El FMI se ensañó con el gasto fiscal, también, como represalia contra la aprobación parlamentaria de la moratoria previsional que permitirá que unas 800 mil personas que tienen la edad para jubilarse pero a la que sus empleadores no le hicieron los aportes, acceder a un plan de pagos para acceder a la jubilación. El nuevo régimen fue promulgado en la semana, luego de una tensa pulseada entre La Cámpora, Massa y el presidente Alberto Fernández.
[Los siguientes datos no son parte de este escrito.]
//! In-memory `GameStore` for tests and ephemeral runs

use crate::{
    errors::{LedgerError, StorageError},
    game::{
        store::{AccountStore, GameStore, RoundStore, WagerStore},
        types::{
            Account, NewWager, Round, RoundId, RoundState, Settlement, SettlementCommit, Wager,
            WagerId,
        },
    },
};
use async_trait::async_trait;
use chrono::{DateTime, Utc};
use std::collections::{BTreeMap, HashMap};
use tokio::sync::RwLock;

#[derive(Default)]
struct MemoryState {
    accounts: HashMap<String, Account>,
    rounds: BTreeMap<RoundId, Round>,
    wagers: BTreeMap<WagerId, Wager>,
    next_round_id: RoundId,
    next_wager_id: WagerId,
}

/// Every operation runs under one lock, so compound operations are atomic
#[derive(Default)]
pub struct MemoryStore {
    state: RwLock<MemoryState>,
}

impl MemoryStore {
    pub fn new() -> Self {
        Self::default()
    }

    /// Store seeded with the given accounts
    pub fn with_accounts(accounts: impl IntoIterator<Item = Account>) -> Self {
        let state = MemoryState {
            accounts: accounts
                .into_iter()
                .map(|a| (a.user_id.clone(), a))
                .collect(),
            ..Default::default()
        };
        Self {
            state: RwLock::new(state),
        }
    }
}

fn missing_wager(wager_id: WagerId) -> LedgerError {
    LedgerError::Storage(StorageError::CorruptedData(format!(
        "wager {} not found",
        wager_id
    )))
}

#[async_trait]
impl AccountStore for MemoryStore {
    async fn get_account(&self, user_id: &str) -> Result<Option<Account>, StorageError> {
        Ok(self.state.read().await.accounts.get(user_id).cloned())
    }

    async fn put_account(&self, account: &Account) -> Result<(), StorageError> {
        self.state
            .write()
            .await
            .accounts
            .insert(account.user_id.clone(), account.clone());
        Ok(())
    }

    async fn credit(&self, user_id: &str, amount: u64) -> Result<u64, LedgerError> {
        let mut state = self.state.write().await;
        let account = state
            .accounts
            .get_mut(user_id)
            .ok_or_else(|| LedgerError::UserNotFound(user_id.to_string()))?;
        account.tokens = account.credited(amount)?;
        Ok(account.tokens)
    }

    async fn debit(&self, user_id: &str, amount: u64) -> Result<u64, LedgerError> {
        let mut state = self.state.write().await;
        let account = state
            .accounts
            .get_mut(user_id)
            .ok_or_else(|| LedgerError::UserNotFound(user_id.to_string()))?;
        if account.tokens < amount {
            return Err(LedgerError::InsufficientBalance {
                balance: account.tokens,
                requested: amount,
            });
        }
        account.tokens -= amount;
        Ok(account.tokens)
    }
}

#[async_trait]
impl RoundStore for MemoryStore {
    async fn create_round(
        &self,
        created_at: DateTime<Utc>,
        roll_time: DateTime<Utc>,
        dice: (u8, u8),
    ) -> Result<Round, StorageError> {
        let mut state = self.state.write().await;
        state.next_round_id += 1;
        let round = Round::new(state.next_round_id, created_at, roll_time, dice);
        state.rounds.insert(round.id, round.clone());
        Ok(round)
    }

    async fn get_round(&self, round_id: RoundId) -> Result<Option<Round>, StorageError> {
        Ok(self.state.read().await.rounds.get(&round_id).cloned())
    }

    async fn update_round(&self, round: &Round) -> Result<(), StorageError> {
        self.state.write().await.rounds.insert(round.id, round.clone());
        Ok(())
    }

    async fn unresolved_rounds(&self) -> Result<Vec<Round>, StorageError> {
        Ok(self
            .state
            .read()
            .await
            .rounds
            .values()
            .filter(|r| r.state != RoundState::Resolved)
            .cloned()
            .collect())
    }
}

#[async_trait]
impl WagerStore for MemoryStore {
    async fn get_wager(&self, wager_id: WagerId) -> Result<Option<Wager>, StorageError> {
        Ok(self.state.read().await.wagers.get(&wager_id).cloned())
    }

    async fn wagers_for_round(&self, round_id: RoundId) -> Result<Vec<Wager>, StorageError> {
        Ok(self
            .state
            .read()
            .await
            .wagers
            .values()
            .filter(|w| w.round_id == round_id)
            .cloned()
            .collect())
    }

    async fn wagers_for_user(
        &self,
        user_id: &str,
        limit: usize,
        settled_only: bool,
    ) -> Result<Vec<Wager>, StorageError> {
        Ok(self
            .state
            .read()
            .await
            .wagers
            .values()
            .rev()
            .filter(|w| w.user_id == user_id && (!settled_only || !w.is_pending()))
            .take(limit)
            .cloned()
            .collect())
    }

    async fn last_settled_before(
        &self,
        user_id: &str,
        before: WagerId,
    ) -> Result<Option<Wager>, StorageError> {
        Ok(self
            .state
            .read()
            .await
            .wagers
            .range(..before)
            .rev()
            .map(|(_, w)| w)
            .find(|w| w.user_id == user_id && !w.is_pending())
            .cloned())
    }

    async fn top_streaks(&self, limit: usize) -> Result<Vec<Wager>, StorageError> {
        let state = self.state.read().await;
        let mut streaks: Vec<Wager> = state
            .wagers
            .values()
            .filter(|w| w.win_streak > 0)
            .cloned()
            .collect();
        streaks.sort_by(|a, b| b.win_streak.cmp(&a.win_streak).then(b.id.cmp(&a.id)));
        streaks.truncate(limit);
        Ok(streaks)
    }
}

#[async_trait]
impl GameStore for MemoryStore {
    async fn commit_placement(&self, wager: NewWager) -> Result<(Wager, u64), LedgerError> {
        let mut state = self.state.write().await;

        let account = state
            .accounts
            .get_mut(&wager.user_id)
            .ok_or_else(|| LedgerError::UserNotFound(wager.user_id.clone()))?;
        if account.tokens < wager.amount {
            return Err(LedgerError::InsufficientBalance {
                balance: account.tokens,
                requested: wager.amount,
            });
        }
        account.tokens -= wager.amount;
        let balance = account.tokens;

        state.next_wager_id += 1;
        let stored = wager.into_wager(state.next_wager_id);
        state.wagers.insert(stored.id, stored.clone());

        Ok((stored, balance))
    }

    async fn commit_settlement(&self, settlement: &Settlement) -> Result<SettlementCommit, LedgerError> {
        let mut state = self.state.write().await;

        let current = state
            .wagers
            .get(&settlement.wager_id)
            .cloned()
            .ok_or_else(|| missing_wager(settlement.wager_id))?;
        if current.outcome.is_terminal() {
            return Ok(SettlementCommit::AlreadySettled(current));
        }

        let account = state
            .accounts
            .get_mut(&settlement.user_id)
            .ok_or_else(|| LedgerError::UserNotFound(settlement.user_id.clone()))?;
        account.tokens = account.credited(settlement.payout)?;
        let balance = account.tokens;

        let wager = state
            .wagers
            .get_mut(&settlement.wager_id)
            .ok_or_else(|| missing_wager(settlement.wager_id))?;
        wager.outcome = settlement.outcome;
        wager.win_streak = settlement.win_streak;
        wager.payout = settlement.payout;
        wager.settled_at = Some(settlement.settled_at);

        Ok(SettlementCommit::Applied {
            wager: wager.clone(),
            balance,
        })
    }
}

#[cfg(test)]
mod tests {
    use super::*;
    use crate::game::types::{Side, WagerOutcome};

    fn new_wager(user: &str, round_id: RoundId, amount: u64) -> NewWager {
        NewWager {
            user_id: user.to_string(),
            round_id,
            amount,
            side: Side::Jackpot,
            created_at: Utc::now(),
        }
    }

    #[tokio::test]
    async fn test_commit_placement_debits_and_records() {
        let store = MemoryStore::with_accounts([Account::new("alice", "Alice", 100)]);

        let (wager, balance) = store.commit_placement(new_wager("alice", 1, 30)).await.unwrap();
        assert_eq!(balance, 70);
        assert_eq!(wager.outcome, WagerOutcome::Pending);
        assert_eq!(store.wagers_for_round(1).await.unwrap().len(), 1);
    }

    #[tokio::test]
    async fn test_commit_placement_rejects_overdraft_without_side_effects() {
        let store = MemoryStore::with_accounts([Account::new("alice", "Alice", 10)]);

        let err = store.commit_placement(new_wager("alice", 1, 30)).await.unwrap_err();
        assert!(matches!(err, LedgerError::InsufficientBalance { balance: 10, requested: 30 }));
        assert!(store.wagers_for_round(1).await.unwrap().is_empty());
        assert_eq!(store.get_account("alice").await.unwrap().unwrap().tokens, 10);
    }

    #[tokio::test]
    async fn test_commit_settlement_is_idempotent() {
        let store = MemoryStore::with_accounts([Account::new("alice", "Alice", 100)]);
        let (wager, _) = store.commit_placement(new_wager("alice", 1, 20)).await.unwrap();

        let settlement = Settlement {
            wager_id: wager.id,
            user_id: "alice".to_string(),
            outcome: WagerOutcome::Won,
            win_streak: 1,
            payout: 140,
            settled_at: Utc::now(),
        };

        let first = store.commit_settlement(&settlement).await.unwrap();
        assert!(matches!(first, SettlementCommit::Applied { balance: 220, .. }));

        let second = store.commit_settlement(&settlement).await.unwrap();
        assert!(matches!(second, SettlementCommit::AlreadySettled(_)));
        assert_eq!(store.get_account("alice").await.unwrap().unwrap().tokens, 220);
    }

    #[tokio::test]
    async fn test_overflowing_payout_leaves_wager_pending() {
        let store = MemoryStore::with_accounts([Account::new("alice", "Alice", u64::MAX - 10)]);
        let (wager, balance) = store.commit_placement(new_wager("alice", 1, 20)).await.unwrap();
        assert_eq!(balance, u64::MAX - 30);

        let settlement = Settlement {
            wager_id: wager.id,
            user_id: "alice".to_string(),
            outcome: WagerOutcome::Won,
            win_streak: 1,
            payout: 140,
            settled_at: Utc::now(),
        };
        let err = store.commit_settlement(&settlement).await.unwrap_err();
        assert!(matches!(err, LedgerError::BalanceOverflow { amount: 140, .. }));

        assert!(store.get_wager(wager.id).await.unwrap().unwrap().is_pending());
        assert_eq!(store.get_account("alice").await.unwrap().unwrap().tokens, u64::MAX - 30);
        assert!(store.credit("alice", 31).await.is_err());
        assert_eq!(store.credit("alice", 30).await.unwrap(), u64::MAX);
    }

    #[tokio::test]
    async fn test_user_history_is_newest_first() {
        let store = MemoryStore::with_accounts([Account::new("alice", "Alice", 100)]);
        for round in 1..=3 {
            store.commit_placement(new_wager("alice", round, 1)).await.unwrap();
        }

        let history = store.wagers_for_user("alice", 2, false).await.unwrap();
        let rounds: Vec<_> = history.iter().map(|w| w.round_id).collect();
        assert_eq!(rounds, vec![3, 2]);

        assert!(store.wagers_for_user("alice", 5, true).await.unwrap().is_empty());
    }
}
Que el acuerdo con el Fondo exige una renegociación permanente quedó en evidencia con la nueva revisión. La sequía hoy, como la guerra el año pasado, profundizó la escasez de dólares en el Banco Central, cuya acumulación es uno de los principales ejes del acuerdo firmado para repagar la deuda que dejó Mauricio Macri. Pero los efectos de la seca no se agotan en sustraer, según quién haga las estimaciones, entre u$s 14 mil y u$s 20 mil millones ingresados por exportaciones.
El impacto de la sequía es devastador en la actividad económica, que es el principal activo que tiene para mostrar hasta ahora el actual gobierno. Y con ese freno viene la desaceleración de la recaudación impositiva, que a su vez compromete el cumplimiento de la meta fiscal pactada con el Fondo.
El efecto de la sequía, que ya se está haciendo sentir en los impuestos de Santa Fe, trastoca todos los planes. Incluso la estrategia de política económica y, electoral, del ministro de Economía. Si Massa asumió como el estabilizador de una crisis política en medio de una puja distributiva desmadrada, con la misión de “ordenar las cuentas” y coordinar expectativas, la pantalla del primer trimestre del año parece mostrar otras urgencias.
La sequía promete trocar las perspectivas de crecimiento económico en una dura caída. Y si a eso se suma el riesgo de una nueva crisis global, la misión del ministro de Economía podría verse obligada a mutar hacia un perfil más parecido a la gestión que también le tocó transitar desde otro lugar en la crisis 2008/2009. O, más acá en el tiempo, a la que se llevó adelante en 2020. Es decir, blindar la economía real de los efectos de un duro proceso recesivo. Algo que no va de la mano con compromisos de más ajuste en el gasto público.
El ministro de Producción de Santa Fe, Daniel Costamagna, se acercó a ese diagnóstico, cuando pidió al gobierno nacional “medidas excepcionales” para evitar la caída de empresas por la sequía “similares a las que se tomaron para sostener la producción durante la pandemia”. En aquel momento, el Estado volcó 7 puntos del PBI en aportes de todo tipo para contrarrestar los efectos de la cuarentena. Desde el pago de sueldos, hasta créditos blandos, diferimientos impositivos y aportes no reembolsables. Casi todo financiado con emisión monetaria porque, tras la crisis macrista, no había acceso al crédito.
Pero también hubo otras medidas en ese momento de pandemia, menos recordadas ahora, como el establecimiento de precios máximos y el congelamiento de alquileres y tarifas de servicios públicos, entre otras medidas para evitar la especulación. Aquel año en que la economía cayó casi 10%, la inflación de 2020 desacelerara del 54% al 36%.
Lo que pasó después de esa crisis pandémica es otra historia. Lo cierto es que Massa, que vino a reparar los efectos de la pelea política oficialista sobre la economía con una suerte de plan de estabilización, recibió un mazazo hace unos días con el dato de inflación del mes de febrero, que fue del 6,6%. El escenario de crisis subió de nivel y la política del aterrizaje suave y la paritaria permanente con los distintos grupos de presión económica encuentra su límite. La sequía y la caja de pandora que se abrió con la quiebra del Silicon Valley Bank probablemente obliguen a un cambio en la estrategia.